CLOCS is a novel contrastive learning method for cardiac signals that outperforms state-of-the-art methods and achieves strong generalization with limited labelled data.
The healthcare industry generates troves of unlabelled physiological data. This data can be exploited via contrastive learning, a self-supervised pre-training method that encourages representations of instances to be similar to one another. We propose a family of contrastive learning methods, CLOCS, that encourages representations across space, time, and patients to be similar to one another. We show that CLOCS consistently outperforms the state-of-the-art methods, BYOL and SimCLR, when performing a linear evaluation of, and fine-tuning on, downstream tasks. We also show that CLOCS achieves strong generalization performance with only 25\% of labelled training data. Furthermore, our training procedure naturally generates patient-specific representations that can be used to quantify patient-similarity.

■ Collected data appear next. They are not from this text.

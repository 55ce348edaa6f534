//! French display labels for backend dates.
//!
//! The backend serializes dates as ISO strings (with or without a time
//! part, occasionally as `YYYY-MM`). Labels match the fr-FR locale output
//! the dashboard has always shown, so they are fixed tables here.

use chrono::{Datelike, NaiveDate, NaiveDateTime};

const MONTHS_SHORT: [&str; 12] = [
    "janv.", "févr.", "mars", "avr.", "mai", "juin", "juil.", "août", "sept.", "oct.", "nov.",
    "déc.",
];

const MONTHS_LONG: [&str; 12] = [
    "janvier",
    "février",
    "mars",
    "avril",
    "mai",
    "juin",
    "juillet",
    "août",
    "septembre",
    "octobre",
    "novembre",
    "décembre",
];

/// Parse a backend date string. Accepts RFC 3339, `YYYY-MM-DD HH:MM:SS`,
/// `YYYY-MM-DD` and `YYYY-MM` (first of month).
pub fn parse_backend_date(raw: &str) -> Option<NaiveDate> {
    let raw = raw.trim();
    if let Ok(date) = NaiveDate::parse_from_str(raw, "%Y-%m-%d") {
        return Some(date);
    }
    for fmt in ["%Y-%m-%dT%H:%M:%S%.f", "%Y-%m-%d %H:%M:%S%.f"] {
        if let Ok(dt) = NaiveDateTime::parse_from_str(raw, fmt) {
            return Some(dt.date());
        }
    }
    if let Ok(dt) = chrono::DateTime::parse_from_rfc3339(raw) {
        return Some(dt.date_naive());
    }
    // Month-only form
    NaiveDate::parse_from_str(&format!("{raw}-01"), "%Y-%m-%d").ok()
}

/// "janv. 2024"
pub fn month_label(date: NaiveDate) -> String {
    format!("{} {}", MONTHS_SHORT[date.month0() as usize], date.year())
}

/// "5 janvier 2024"
pub fn long_date_label(date: NaiveDate) -> String {
    format!(
        "{} {} {}",
        date.day(),
        MONTHS_LONG[date.month0() as usize],
        date.year()
    )
}

/// "05/01/2024"
pub fn short_date_label(date: NaiveDate) -> String {
    date.format("%d/%m/%Y").to_string()
}
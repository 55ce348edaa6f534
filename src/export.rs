//! CSV serialization of flat record sets for download.

use anyhow::{Context, Result};
use axum::http::header;
use axum::response::{IntoResponse, Response};

/// Serialize headers plus rows to CSV bytes. Quoting and escaping follow
/// standard CSV rules via the writer. Empty rows produce a header-only
/// file; fully empty input produces an empty body, never an error.
pub fn write_csv(headers: &[&str], rows: &[Vec<String>]) -> Result<Vec<u8>> {
    if headers.is_empty() && rows.is_empty() {
        return Ok(Vec::new());
    }
    let mut writer = csv::Writer::from_writer(Vec::new());
    if !headers.is_empty() {
        writer
            .write_record(headers)
            .context("failed to write CSV header row")?;
    }
    for row in rows {
        writer.write_record(row).context("failed to write CSV row")?;
    }
    writer
        .into_inner()
        .map_err(|e| anyhow::anyhow!("failed to flush CSV writer: {}", e.error()))
}

/// Wrap CSV bytes in a download response for `<stem>.csv`
pub fn csv_attachment(stem: &str, headers: &[&str], rows: &[Vec<String>]) -> Result<Response> {
    let body = write_csv(headers, rows)?;
    let disposition = format!("attachment; filename=\"{stem}.csv\"");
    Ok((
        [
            (header::CONTENT_TYPE, "text/csv; charset=utf-8".to_string()),
            (header::CONTENT_DISPOSITION, disposition),
        ],
        body,
    )
        .into_response())
}
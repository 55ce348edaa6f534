mod handlers;
mod routes;

pub use handlers::AppState;
pub use routes::create_api_router;
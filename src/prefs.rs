//! Persisted dashboard preferences.
//!
//! The restricted-subset filter is the only persisted UI preference. It is
//! modelled as an explicit store collaborator so nothing reads or writes
//! ambient global state.

use std::path::{Path, PathBuf};

use anyhow::{Context, Result};
use serde::{Deserialize, Serialize};
use tracing::warn;

#[derive(Debug, Clone, Copy, Default, PartialEq, Eq, Serialize, Deserialize)]
pub struct Preferences {
    /// Narrow all dashboard metrics to the in-app connection channel
    #[serde(default)]
    pub in_app_only: bool,
}

pub trait PreferenceStore: Send + Sync {
    /// Load persisted preferences, falling back to defaults when nothing
    /// usable is stored.
    fn load(&self) -> Preferences;

    /// Persist preferences, replacing the previous value
    fn save(&self, prefs: &Preferences) -> Result<()>;
}

/// JSON-file-backed store
pub struct FilePreferenceStore {
    path: PathBuf,
}

impl FilePreferenceStore {
    pub fn new(path: impl AsRef<Path>) -> Self {
        Self {
            path: path.as_ref().to_path_buf(),
        }
    }
}

impl PreferenceStore for FilePreferenceStore {
    fn load(&self) -> Preferences {
        match std::fs::read_to_string(&self.path) {
            Ok(raw) => match serde_json::from_str(&raw) {
                Ok(prefs) => prefs,
                Err(e) => {
                    warn!("Ignoring unreadable preference file {}: {e}", self.path.display());
                    Preferences::default()
                }
            },
            Err(_) => Preferences::default(),
        }
    }

    fn save(&self, prefs: &Preferences) -> Result<()> {
        let raw = serde_json::to_string_pretty(prefs)?;
        std::fs::write(&self.path, raw)
            .with_context(|| format!("failed to write preferences to {}", self.path.display()))
    }
}

#[cfg(test)]
mod tests {
    use super::*;

    #[test]
    fn missing_file_loads_defaults() {
        let dir = tempfile::tempdir().unwrap();
        let store = FilePreferenceStore::new(dir.path().join("prefs.json"));
        assert_eq!(store.load(), Preferences::default());
    }

    #[test]
    fn round_trips_through_the_file() {
        let dir = tempfile::tempdir().unwrap();
        let store = FilePreferenceStore::new(dir.path().join("prefs.json"));
        let prefs = Preferences { in_app_only: true };
        store.save(&prefs).unwrap();
        assert_eq!(store.load(), prefs);
    }

    #[test]
    fn corrupt_file_falls_back_to_defaults() {
        let dir = tempfile::tempdir().unwrap();
        let path = dir.path().join("prefs.json");
        std::fs::write(&path, "{not json").unwrap();
        let store = FilePreferenceStore::new(&path);
        assert_eq!(store.load(), Preferences::default());
    }
}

Kiyasseh et al. (Wed,) conducted a other in Cardiac signals. CLOCS (Contrastive Learning of Cardiac Signals) vs. BYOL and SimCLR was evaluated on Performance on downstream tasks (linear evaluation and fine-tuning). CLOCS, a contrastive learning method for cardiac signals, consistently outperformed state-of-the-art methods BYOL and SimCLR on downstream tasks and achieved strong generalization with 25% of labelled data.